Process

Happy Friday, everyone! I just wanted to share one of my non-work related projects that I recently finished.
My dear friend Shannon curated an art show at Biola to celebrate National Women’s Month. Here’s her statement about the show,
The grace to be a beginner is always the best prayer for an artist. The beginner’s humility and openness lead to exploration. Exploration leads to accomplishment. All of it begins at the beginning, with the first small and scary step.
– Julia Cameron, “the Artist’s Way”Each of the 26 artists in this exhibition have willingly thrown themselves full force into the often scary process of creating art.
These women come from a variety of different places: you will see art from Biola staff members, current students: both art and non-art majors, and alumni who are now working professional artists. The range of work displayed is wide, but the pieces are linked by a foundation that has seen the process as more important than the product. Each artist seemed to have some sense of the unknown, but moved forward anyway.
the word process takes on a few different meanings in this show:
>>> the exploration of specific materials
>>> the exploration of a collection
>>> the exploration of a life phase or experienceI invite you to explore this space and make your own connections, hopefully becoming inspired and empowered to participate in the act of creating something yourself!
Art? You just do it. — Martin Ritt

Shan asked me to participate in this show by creating a new installation for the space. She gave me no parameters and said I could do whatever I wanted.

I had recently been toying with the idea of treating paper like fabric and I decided to work with coffee filters since even though they are paper, they have a fabric-like quality to them.

Using fabric dye, I dyed over 3,000 coffee filters starting with a fully saturated color and slowly diluting it as I went.

Each filter was organized by shade, folded, and then glued to the structure I created to house it.

I chose to put it up against a glass wall to allow natural light to shine through a bit and illuminate the piece.

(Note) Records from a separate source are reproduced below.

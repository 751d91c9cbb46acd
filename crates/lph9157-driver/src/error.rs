use std::time::Duration;

use crate::{power::PanelState, transport::Line, PixelFormat};

/// Error type for driver operations.
#[derive(Debug, thiserror::Error)]
#[cfg_attr(feature = "miette", derive(miette::Diagnostic))]
pub enum Error {
	#[error("GPIO error")]
	#[cfg_attr(
		feature = "miette",
		diagnostic(help("GPIO error, check the pin numbers"))
	)]
	Gpio(#[from] rppal::gpio::Error),

	#[error("SPI error")]
	#[cfg_attr(
		feature = "miette",
		diagnostic(help("SPI error, check the bus and chip select numbers"))
	)]
	Spi(#[from] rppal::spi::Error),

	#[error("no SPI device spidev{bus}.{ce}")]
	#[cfg_attr(
		feature = "miette",
		diagnostic(help("the SPI bus must be 0 to 6, and the chip select 0 to 2"))
	)]
	SpiDevice { bus: u8, ce: u8 },

	#[error("failed to drive the {line} line: {kind:?}")]
	Pin {
		line: Line,
		kind: embedded_hal::digital::ErrorKind,
	},

	#[error("SPI write failed: {kind:?}")]
	Write { kind: embedded_hal::spi::ErrorKind },

	#[error("frame transfer aborted after {written} of {total} bytes: {kind:?}")]
	#[cfg_attr(
		feature = "miette",
		diagnostic(help("the panel now holds a partially drawn frame"))
	)]
	Transfer {
		written: usize,
		total: usize,
		kind: embedded_hal::spi::ErrorKind,
	},

	#[error("BMP header is too short: expected {expected} bytes from offset 0x0A, got {actual}")]
	ShortHeader { expected: usize, actual: usize },

	#[error("image is too short: expected {expected} bytes of pixel data, got {actual}")]
	Truncated { expected: usize, actual: usize },

	#[error("BMP image width must be {expected}, but it was {actual}")]
	Width { expected: u16, actual: i32 },

	#[error("BMP image height must be {expected}, but it was {actual}")]
	Height { expected: u16, actual: i32 },

	#[error("BMP image must be 16 or 8 bits per pixel, but it was {actual}")]
	Depth { actual: i16 },

	#[error("pixel buffer is {actual} bytes, a full frame is {expected}")]
	FrameLength { expected: usize, actual: usize },

	#[error("window ({x1},{y1})-({x2},{y2}) is inverted or exceeds the panel")]
	Window { x1: u8, y1: u8, x2: u8, y2: u8 },

	#[error("panel is {actual}, but this needs it {expected}")]
	#[cfg_attr(
		feature = "miette",
		diagnostic(help(
			"a panel is initialised from powered off, and drawn on once ready"
		))
	)]
	State {
		expected: PanelState,
		actual: PanelState,
	},

	#[error("frame is {frame:?} but the panel was initialised for {panel:?}")]
	Format {
		panel: PixelFormat,
		frame: PixelFormat,
	},

	#[error("panel was powered off too recently, {remaining:?} left to settle")]
	#[cfg_attr(
		feature = "miette",
		diagnostic(help("the panel must stay unpowered for at least 1.5s"))
	)]
	Settling { remaining: Duration },

	#[error("I/O error")]
	#[cfg_attr(feature = "miette", diagnostic(help("local (non-SPI/GPIO) I/O error")))]
	Io(#[from] std::io::Error),
}

impl Error {
	/// Whether this error says the input image itself is unacceptable.
	///
	/// Such errors are final: trying again with the same image can never succeed.
	pub fn is_validation(&self) -> bool {
		matches!(
			self,
			Self::Width { .. } | Self::Height { .. } | Self::Depth { .. }
		)
	}

	pub(crate) fn pin<E: embedded_hal::digital::Error>(line: Line) -> impl FnOnce(E) -> Self {
		move |err| Self::Pin {
			line,
			kind: err.kind(),
		}
	}

	pub(crate) fn write<E: embedded_hal::spi::Error>(err: E) -> Self {
		Self::Write { kind: err.kind() }
	}
}

/// Convenience type for Results in this crate.
pub type Result<T> = std::result::Result<T, Error>;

These are some of my lovely friends/sister that came out for the show–how great are they??
Thanks, Shan for the chance to participate in the show.
Also, a special thanks to Taryn, Emily, Natalie, Dan, Jason, Michelle, and everyone else that helped me fold–You guys are the best!
11 comments
That is gorgeous! Great job.
this is incredible. beautiful job. i love it.
xoxo
I’ll be honest…This made me really excited.
Super BEAUTIFUL……….Super AMAZING………. Great job!
saw this when you were putting the finishing touches on…absolutely wonderful. love the choice to put in on the glass window to allow light to come through…i’m so tempted to try your dye and coffee filter method.
thanks for the awesome instillation! your work is great
This turned out beautifully. Love that you diluted the color as you went…clever.
So beautiful Ruthi…
soooo aaaahhhhhhhmazing!!!!
Hi Ruthi!
I was at Biola this past week visiting one of my closest friends, and we were talking about visual merchandising for Anthropologie (her father is friends with someone in Phoenix working for Anthropologie’s design team?) and I mentioned how much I love your blog/work, and pulled it up on my phone, specifically to show her this installation. She flipped and said OH THATS IN THE LIBRARY, and I realized I’d entirely missed that it was at Biola, so within five minutes I was standing in front of it.
Anyway, just wanted to tell you again that it’s beautiful, even moreso in person.
xoxo
CONGRATS!!! it’s amazing! the colors and the layers looks great! .. your patience is truly rewarded =), thanks for being an inspiration.
Ruthi,
I work in the library at Biola and pass by this piece many times a day. Almost every time I pass by I want to pick it up and wear it like a cape. I think this is a great testament to how you captured your vision. It looks like fabric, I want to interact with it like fabric, and the whole piece looks so fluid. Great work!